### Task inputs

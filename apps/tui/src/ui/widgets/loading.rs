use ratatui::layout::Rect;
use ratatui::style::{Color, Style};
use ratatui::Frame;
use throbber_widgets_tui::{Throbber, ThrobberState};

/// Spinner shown while any request is still out.
pub fn render_loading(f: &mut Frame<'_>, area: Rect, state: &ThrobberState, pending: usize) {
    let throbber = Throbber::default()
        .label(format!("Loading {pending}..."))
        .style(Style::default().fg(Color::Gray))
        .throbber_style(Style::default().fg(Color::Cyan));

    let mut state = state.clone();
    f.render_stateful_widget(throbber, area, &mut state);
}
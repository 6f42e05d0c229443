use clap::Parser;
use color_eyre::Result;
use taxi_dashboard_tui::app::App;
use taxi_dashboard_tui::cli::CliArgs;
use taxi_dashboard_tui::config::init_app_config;
use taxi_dashboard_tui::{event, terminal, HttpApi};

#[tokio::main]
async fn main() -> Result<()> {
    // Setup error handling
    color_eyre::install()?;

    let args = CliArgs::parse();
    args.apply_env_overrides();

    let config = init_app_config()?;
    let headless = args.headless || args.json || !is_terminal();

    // stderr logging only when nothing is drawn, or with --debug
    if headless || config.debug {
        pretty_env_logger::init();
    }
    log::debug!("Using analytics API at {}", config.api_base);

    let api = HttpApi::new(&config)?;
    let mut app = App::new(&config, api);

    if headless {
        return event::run_headless(&mut app, args.json).await;
    }

    let mut terminal = terminal::setup()?;
    let result = event::run(&mut terminal, &mut app).await;
    terminal::cleanup(true, true);

    result
}

// Check if we're running in a terminal
fn is_terminal() -> bool {
    atty::is(atty::Stream::Stdout)
}
//! Open/closed widgets: nav menu, dropdown, results modal, page sections.

/// Where a click landed relative to a disclosure widget.
#[derive(Debug, Clone, Copy, PartialEq, Eq)]
pub enum ClickTarget {
    Trigger,
    Inside,
    Outside,
}

#[derive(Debug, Clone, Copy, PartialEq, Eq, Default)]
pub struct Disclosure {
    open: bool,
}

impl Disclosure {
    pub const fn is_open(self) -> bool {
        self.open
    }

    pub fn toggle(&mut self) {
        self.open = !self.open;
    }

    pub fn open(&mut self) {
        self.open = true;
    }

    pub fn close(&mut self) {
        self.open = false;
    }

    /// Trigger toggles, a click elsewhere closes, a click inside is ignored.
    pub fn click(&mut self, target: ClickTarget) {
        match target {
            ClickTarget::Trigger => self.toggle(),
            ClickTarget::Inside => {}
            ClickTarget::Outside => self.close(),
        }
    }

    /// Collapsible menus reset once the layout is wide enough to show them
    /// inline.
    pub fn on_resize(&mut self, wide_layout: bool) {
        if wide_layout {
            self.close();
        }
    }
}

/// Top-level page sections reachable from the nav menu.
#[derive(Debug, Clone, Copy, PartialEq, Eq, Hash, Default)]
pub enum Section {
    #[default]
    Dashboard,
    TopLocations,
    Map,
    Trends,
    Search,
}

impl Section {
    pub const ALL: [Self; 5] = [
        Self::Dashboard,
        Self::TopLocations,
        Self::Map,
        Self::Trends,
        Self::Search,
    ];

    pub const fn label(self) -> &'static str {
        match self {
            Self::Dashboard => "Dashboard",
            Self::TopLocations => "Top Locations",
            Self::Map => "Map",
            Self::Trends => "Trends",
            Self::Search => "Search",
        }
    }

    pub fn index(self) -> usize {
        Self::ALL
            .iter()
            .position(|section| *section == self)
            .unwrap_or(0)
    }

    pub fn from_index(index: usize) -> Option<Self> {
        Self::ALL.get(index).copied()
    }
}

#[cfg(test)]
mod tests {
    use super::*;

    #[test]
    fn trigger_toggles_and_outside_closes() {
        let mut dropdown = Disclosure::default();

        dropdown.click(ClickTarget::Trigger);
        assert!(dropdown.is_open());

        dropdown.click(ClickTarget::Inside);
        assert!(dropdown.is_open());

        dropdown.click(ClickTarget::Outside);
        assert!(!dropdown.is_open());

        dropdown.click(ClickTarget::Trigger);
        dropdown.click(ClickTarget::Trigger);
        assert!(!dropdown.is_open());
    }

    #[test]
    fn wide_resize_collapses_menu() {
        let mut menu = Disclosure::default();
        menu.open();
        menu.on_resize(false);
        assert!(menu.is_open());
        menu.on_resize(true);
        assert!(!menu.is_open());
    }

    #[test]
    fn section_indices_are_stable() {
        for section in Section::ALL {
            assert_eq!(Section::from_index(section.index()), Some(section));
        }
        assert_eq!(Section::from_index(9), None);
    }
}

######

» Requirement
This exercise calls for every record above to be written out again exactly.

» Task answer
filename apps/tui/src/ui/widgets/loading.rs
use ratatui::layout::Rect;
use ratatui::style::{Color, Style};
use ratatui::Frame;
use throbber_widgets_tui::{Throbber, ThrobberState};

/// Spinner shown while any request is still out.
pub fn render_loading(f: &mut Frame<'_>, area: Rect, state: &ThrobberState, pending: usize) {
    let throbber = Throbber::default()
        .label(format!("Loading {pending}..."))
        .style(Style::default().fg(Color::Gray))
        .throbber_style(Style::default().fg(Color::Cyan));

    let mut state = state.clone();
    f.render_stateful_widget(throbber, area, &mut state);
}
repository 6f42e05d0c229443
use clap::Parser;
use color_eyre::Result;
use taxi_dashboard_tui::app::App;
use taxi_dashboard_tui::cli::CliArgs;
use taxi_dashboard_tui::config::init_app_config;
use taxi_dashboard_tui::{event, terminal, HttpApi};

#[tokio::main]
async fn main() -> Result<()> {
    // Setup error handling
    color_eyre::install()?;

    let args = CliArgs::parse();
    args.apply_env_overrides();

    let config = init_app_config()?;
    let headless = args.headless || args.json || !is_terminal();

    // stderr logging only when nothing is drawn, or with --debug
    if headless || config.debug {
        pretty_env_logger::init();
    }
    log::debug!("Using analytics API at {}", config.api_base);

    let api = HttpApi::new(&config)?;
    let mut app = App::new(&config, api);

    if headless {
        return event::run_headless(&mut app, args.json).await;
    }

    let mut terminal = terminal::setup()?;
    let result = event::run(&mut terminal, &mut app).await;
    terminal::cleanup(true, true);

    result
}

// Check if we're running in a terminal
fn is_terminal() -> bool {
    atty::is(atty::Stream::Stdout)
}
//! Open/closed widgets: nav menu, dropdown, results modal, page sections.

/// Where a click landed relative to a disclosure widget.
#[derive(Debug, Clone, Copy, PartialEq, Eq)]
pub enum ClickTarget {
    Trigger,
    Inside,
    Outside,
}

#[derive(Debug, Clone, Copy, PartialEq, Eq, Default)]
pub struct Disclosure {
    open: bool,
}

impl Disclosure {
    pub const fn is_open(self) -> bool {
        self.open
    }

    pub fn toggle(&mut self) {
        self.open = !self.open;
    }

    pub fn open(&mut self) {
        self.open = true;
    }

    pub fn close(&mut self) {
        self.open = false;
    }

    /// Trigger toggles, a click elsewhere closes, a click inside is ignored.
    pub fn click(&mut self, target: ClickTarget) {
        match target {
            ClickTarget::Trigger => self.toggle(),
            ClickTarget::Inside => {}
            ClickTarget::Outside => self.close(),
        }
    }

    /// Collapsible menus reset once the layout is wide enough to show them
    /// inline.
    pub fn on_resize(&mut self, wide_layout: bool) {
        if wide_layout {
            self.close();
        }
    }
}

/// Top-level page sections reachable from the nav menu.
#[derive(Debug, Clone, Copy, PartialEq, Eq, Hash, Default)]
pub enum Section {
    #[default]
    Dashboard,
    TopLocations,
    Map,
    Trends,
    Search,
}

impl Section {
    pub const ALL: [Self; 5] = [
        Self::Dashboard,
        Self::TopLocations,
        Self::Map,
        Self::Trends,
        Self::Search,
    ];

    pub const fn label(self) -> &'static str {
        match self {
            Self::Dashboard => "Dashboard",
            Self::TopLocations => "Top Locations",
            Self::Map => "Map",
            Self::Trends => "Trends",
            Self::Search => "Search",
        }
    }

    pub fn index(self) -> usize {
        Self::ALL
            .iter()
            .position(|section| *section == self)
            .unwrap_or(0)
    }

    pub fn from_index(index: usize) -> Option<Self> {
        Self::ALL.get(index).copied()
    }
}

#[cfg(test)]
mod tests {
    use super::*;

    #[test]
    fn trigger_toggles_and_outside_closes() {
        let mut dropdown = Disclosure::default();

        dropdown.click(ClickTarget::Trigger);
        assert!(dropdown.is_open());

        dropdown.click(ClickTarget::Inside);
        assert!(dropdown.is_open());

        dropdown.click(ClickTarget::Outside);
        assert!(!dropdown.is_open());

        dropdown.click(ClickTarget::Trigger);
        dropdown.click(ClickTarget::Trigger);
        assert!(!dropdown.is_open());
    }

    #[test]
    fn wide_resize_collapses_menu() {
        let mut menu = Disclosure::default();
        menu.open();
        menu.on_resize(false);
        assert!(menu.is_open());
        menu.on_resize(true);
        assert!(!menu.is_open());
    }

    #[test]
    fn section_indices_are_stable() {
        for section in Section::ALL {
            assert_eq!(Section::from_index(section.index()), Some(section));
        }
        assert_eq!(Section::from_index(9), None);
    }
}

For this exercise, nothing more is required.